When I look at this just two words come to mind. Oh shit. Low Maintenance!

 

I’d always envisaged that one day I’d create a shrubbery down here. Plants that could pretty much look after themselves and over time would spread their limbs to exclude light from the soil and ultimately, if I was really lucky, save me the job of weeding. It seemed like a plan. Especially when it was always next year’s plan. But then along came COVID-19 (I can blame that for everything now can’t I?) and with it an even grander plan: to rescue the raised beds from the plant dumping ground they’d become and restore them to their original purpose as a productive kitchen garden.

And all the time I was shifting the ‘easy’ perennials across to the new terraces and replacing them with salad leaves it was all going swimmingly thank you very much. Except that the nearer I came to the far end of the first bed the larger became the elephant in this outdoor room. Shrubs. Left to linger in the raised bed far too long because they had nowhere else to go.

 
 

Hydrangea paniculata 'Wim's Red'

 

Hydrangea paniculata ‘Wim’s Red’. The white phase precedes the gradual fading to red.

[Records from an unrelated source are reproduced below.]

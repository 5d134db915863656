//! # Engagement State and Field Patches
//!
//! `EngagementState` is the slice of a user record this crate reads and
//! writes. Transitions never write it back wholesale: the service diffs the
//! state before and after a transition into an [`EngagementPatch`] and the
//! store applies only the changed fields, conditioned on the record version.
//!
//! ## Invariants
//!
//! - `challenge_completed_at.is_some() == daily_challenge_completed` after
//!   any transition in [`crate::challenge`].
//! - The challenge level is derived from `total_xp` on read; it has no field.
//! - `version` is owned by the store. Transitions never touch it.

use broski_core::{parse_legacy_instant, CalendarDay};
use chrono::{DateTime, Utc};
use serde::{Deserialize, Serialize};

use crate::level::Level;
use crate::subscription::{SubscriptionPlan, SubscriptionTier};

/// Per-user engagement record.
#[derive(Debug, Clone, PartialEq, Eq, Serialize, Deserialize)]
pub struct EngagementState {
    /// Id of the assigned challenge. `None` when missing from a legacy record.
    pub current_challenge_id: Option<i64>,
    /// When the current challenge was assigned.
    pub challenge_assigned_at: Option<DateTime<Utc>>,
    /// Whether the current challenge has been completed.
    pub daily_challenge_completed: bool,
    /// When the current challenge was completed.
    pub challenge_completed_at: Option<DateTime<Utc>>,
    /// Free-form completion date kept by older clients. Written as `YYYY-MM-DD`.
    pub last_challenge_date: Option<String>,
    /// Consecutive calendar days with a completion.
    pub challenge_streak: u32,
    /// Lifetime XP from challenges.
    pub total_xp: u32,
    /// Set by entitlement sync.
    pub is_in_trial_period: bool,
    /// Trial requests consumed on `last_trial_request_reset_date`.
    pub trial_request_count: u32,
    /// Day the trial counter was last reset.
    pub last_trial_request_reset_date: Option<CalendarDay>,
    pub subscription_tier: SubscriptionTier,
    pub subscription_plan: Option<SubscriptionPlan>,
    pub is_subscribed: bool,
    pub subscription_expires_at: Option<DateTime<Utc>>,
    /// Write counter, bumped by the store on every persisted change.
    pub version: i64,
}

impl EngagementState {
    /// Defaults for a freshly registered user.
    pub fn new_registration(now: DateTime<Utc>, first_challenge_id: i64) -> Self {
        Self {
            current_challenge_id: Some(first_challenge_id),
            challenge_assigned_at: Some(now),
            daily_challenge_completed: false,
            challenge_completed_at: None,
            last_challenge_date: None,
            challenge_streak: 0,
            total_xp: 0,
            is_in_trial_period: false,
            trial_request_count: 0,
            last_trial_request_reset_date: None,
            subscription_tier: SubscriptionTier::Free,
            subscription_plan: None,
            is_subscribed: false,
            subscription_expires_at: None,
            version: 0,
        }
    }

    /// Level derived from `total_xp`.
    pub fn level(&self) -> Level {
        Level::from_xp(self.total_xp)
    }

    /// Legacy completion date parsed into an instant, if present and valid.
    pub fn legacy_completion(&self) -> Option<DateTime<Utc>> {
        self.last_challenge_date
            .as_deref()
            .and_then(parse_legacy_instant)
    }

    /// Best-known time of the most recent completion.
    pub fn previous_completion(&self) -> Option<DateTime<Utc>> {
        self.challenge_completed_at.or_else(|| self.legacy_completion())
    }
}

/// A single changed field with its new value.
#[derive(Debug, Clone, PartialEq, Eq)]
pub enum FieldChange {
    CurrentChallengeId(Option<i64>),
    ChallengeAssignedAt(Option<DateTime<Utc>>),
    DailyChallengeCompleted(bool),
    ChallengeCompletedAt(Option<DateTime<Utc>>),
    LastChallengeDate(Option<String>),
    ChallengeStreak(u32),
    TotalXp(u32),
    IsInTrialPeriod(bool),
    TrialRequestCount(u32),
    LastTrialRequestResetDate(Option<CalendarDay>),
    SubscriptionTier(SubscriptionTier),
    SubscriptionPlan(Option<SubscriptionPlan>),
    IsSubscribed(bool),
    SubscriptionExpiresAt(Option<DateTime<Utc>>),
}

impl FieldChange {
    /// Storage column name of the changed field.
    pub fn field(&self) -> &'static str {
        match self {
            Self::CurrentChallengeId(_) => "current_challenge_id",
            Self::ChallengeAssignedAt(_) => "challenge_assigned_at",
            Self::DailyChallengeCompleted(_) => "daily_challenge_completed",
            Self::ChallengeCompletedAt(_) => "challenge_completed_at",
            Self::LastChallengeDate(_) => "last_challenge_date",
            Self::ChallengeStreak(_) => "challenge_streak",
            Self::TotalXp(_) => "total_xp",
            Self::IsInTrialPeriod(_) => "is_in_trial_period",
            Self::TrialRequestCount(_) => "trial_request_count",
            Self::LastTrialRequestResetDate(_) => "last_trial_request_reset_date",
            Self::SubscriptionTier(_) => "subscription_tier",
            Self::SubscriptionPlan(_) => "subscription_plan",
            Self::IsSubscribed(_) => "is_subscribed",
            Self::SubscriptionExpiresAt(_) => "subscription_expires_at",
        }
    }

    fn apply(&self, state: &mut EngagementState) {
        match self {
            Self::CurrentChallengeId(v) => state.current_challenge_id = *v,
            Self::ChallengeAssignedAt(v) => state.challenge_assigned_at = *v,
            Self::DailyChallengeCompleted(v) => state.daily_challenge_completed = *v,
            Self::ChallengeCompletedAt(v) => state.challenge_completed_at = *v,
            Self::LastChallengeDate(v) => state.last_challenge_date = v.clone(),
            Self::ChallengeStreak(v) => state.challenge_streak = *v,
            Self::TotalXp(v) => state.total_xp = *v,
            Self::IsInTrialPeriod(v) => state.is_in_trial_period = *v,
            Self::TrialRequestCount(v) => state.trial_request_count = *v,
            Self::LastTrialRequestResetDate(v) => state.last_trial_request_reset_date = *v,
            Self::SubscriptionTier(v) => state.subscription_tier = *v,
            Self::SubscriptionPlan(v) => state.subscription_plan = *v,
            Self::IsSubscribed(v) => state.is_subscribed = *v,
            Self::SubscriptionExpiresAt(v) => state.subscription_expires_at = *v,
        }
    }
}

/// The set of fields a transition changed.
#[derive(Debug, Clone, Default, PartialEq, Eq)]
pub struct EngagementPatch {
    changes: Vec<FieldChange>,
}

impl EngagementPatch {
    /// Fields that differ between `before` and `after`, carrying `after`'s values.
    pub fn diff(before: &EngagementState, after: &EngagementState) -> Self {
        let mut changes = Vec::new();
        macro_rules! track {
            ($field:ident, $variant:ident) => {
                if before.$field != after.$field {
                    changes.push(FieldChange::$variant(after.$field.clone()));
                }
            };
        }
        track!(current_challenge_id, CurrentChallengeId);
        track!(challenge_assigned_at, ChallengeAssignedAt);
        track!(daily_challenge_completed, DailyChallengeCompleted);
        track!(challenge_completed_at, ChallengeCompletedAt);
        track!(last_challenge_date, LastChallengeDate);
        track!(challenge_streak, ChallengeStreak);
        track!(total_xp, TotalXp);
        track!(is_in_trial_period, IsInTrialPeriod);
        track!(trial_request_count, TrialRequestCount);
        track!(last_trial_request_reset_date, LastTrialRequestResetDate);
        track!(subscription_tier, SubscriptionTier);
        track!(subscription_plan, SubscriptionPlan);
        track!(is_subscribed, IsSubscribed);
        track!(subscription_expires_at, SubscriptionExpiresAt);
        Self { changes }
    }

    /// Whether nothing changed.
    pub fn is_empty(&self) -> bool {
        self.changes.is_empty()
    }

    /// The changed fields, in declaration order.
    pub fn changes(&self) -> &[FieldChange] {
        &self.changes
    }

    /// Column names of the changed fields.
    pub fn fields(&self) -> Vec<&'static str> {
        self.changes.iter().map(FieldChange::field).collect()
    }

    /// Write the changed fields into `state`. Does not touch `version`.
    pub fn apply_to(&self, state: &mut EngagementState) {
        for change in &self.changes {
            change.apply(state);
        }
    }
}

#[cfg(test)]
mod tests {
    use super::*;
    use chrono::TimeZone;

    fn now() -> DateTime<Utc> {
        Utc.with_ymd_and_hms(2026, 6, 1, 10, 0, 0).unwrap()
    }

    #[test]
    fn registration_defaults() {
        let s = EngagementState::new_registration(now(), 0);
        assert_eq!(s.current_challenge_id, Some(0));
        assert_eq!(s.challenge_assigned_at, Some(now()));
        assert!(!s.daily_challenge_completed);
        assert!(s.challenge_completed_at.is_none());
        assert_eq!(s.challenge_streak, 0);
        assert_eq!(s.level().number, 1);
        assert_eq!(s.subscription_tier, SubscriptionTier::Free);
    }

    #[test]
    fn diff_of_identical_states_is_empty() {
        let s = EngagementState::new_registration(now(), 0);
        assert!(EngagementPatch::diff(&s, &s.clone()).is_empty());
    }

    #[test]
    fn diff_ignores_version() {
        let s = EngagementState::new_registration(now(), 0);
        let mut t = s.clone();
        t.version = 9;
        assert!(EngagementPatch::diff(&s, &t).is_empty());
    }

    #[test]
    fn diff_lists_changed_fields() {
        let s = EngagementState::new_registration(now(), 0);
        let mut t = s.clone();
        t.total_xp = 20;
        t.daily_challenge_completed = true;
        t.challenge_completed_at = Some(now());
        let patch = EngagementPatch::diff(&s, &t);
        assert_eq!(
            patch.fields(),
            vec!["daily_challenge_completed", "challenge_completed_at", "total_xp"]
        );
    }

    #[test]
    fn apply_reproduces_target() {
        let s = EngagementState::new_registration(now(), 0);
        let mut t = s.clone();
        t.current_challenge_id = Some(3);
        t.last_challenge_date = Some("2026-06-01".into());
        t.last_trial_request_reset_date = Some(CalendarDay::of(&now()));
        t.subscription_plan = Some(SubscriptionPlan::Monthly);
        let patch = EngagementPatch::diff(&s, &t);
        let mut applied = s.clone();
        patch.apply_to(&mut applied);
        assert_eq!(applied, t);
    }

    #[test]
    fn previous_completion_prefers_timestamp() {
        let mut s = EngagementState::new_registration(now(), 0);
        s.last_challenge_date = Some("2026-05-30".into());
        assert_eq!(
            s.previous_completion(),
            Some(Utc.with_ymd_and_hms(2026, 5, 30, 0, 0, 0).unwrap())
        );
        s.challenge_completed_at = Some(now());
        assert_eq!(s.previous_completion(), Some(now()));
    }

    #[test]
    fn unparseable_legacy_date_is_ignored() {
        let mut s = EngagementState::new_registration(now(), 0);
        s.last_challenge_date = Some("someday".into());
        assert!(s.previous_completion().is_none());
    }
}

It may yet forgive me. Still a certain droopiness to the leaves, understandable I suppose if your roots are wrenched from their established home on a warm day in the middle of June. It would be a crying shame if it doesn’t make it though, covered as it is in blooms. We brought as much soil as possible along with us, making it heavy to lift and extremely awkward to align to the right position in its new hole.

 
 

 

L to R: Just visible behind the low hedge, Hydrangea paniculata ‘Wim’s Red’; centre, ex raised bed Hamamelis mollis ‘Jermyns Gold’; right, Molinia caerulea ‘Transparent’; and just below the molinia, ex raised bed Crinodendron hookerianum. It was nice to find the molinia again, one of the few original plants still surviving in this spot. Entirely smothered as it was by brambles it hasn’t emerged in the best of shape. Much the same could be said of my arms.

The stage is set for more planting further down the slope but that really will have to wait, at least until the autumn. In the meantime leaving the remaining brambles in place as a barrier is deliberate because not long before we started the work this turned up:

 
 

 

Fallow deer. One of a pair.

We’re well used to seeing roe deer in the garden but this is a different beast entirely, beautiful creature though it surely is. Bigger. No doubt hungrier. And I could find no reference to any of my newly planted shrubs on the deer resistant list.

 
 

 

Clearing of brambles and tidying up existing shrubs has created a new view through from the terraces, giving them a welcome depth. A week ago a wall of green closed off this space, from the azalea far left through to the philadelphus above the seat.

 
 

 

From a viewpoint roughly behind the seat, the steep side of the ravine is formed by the bank leading up to the lawn.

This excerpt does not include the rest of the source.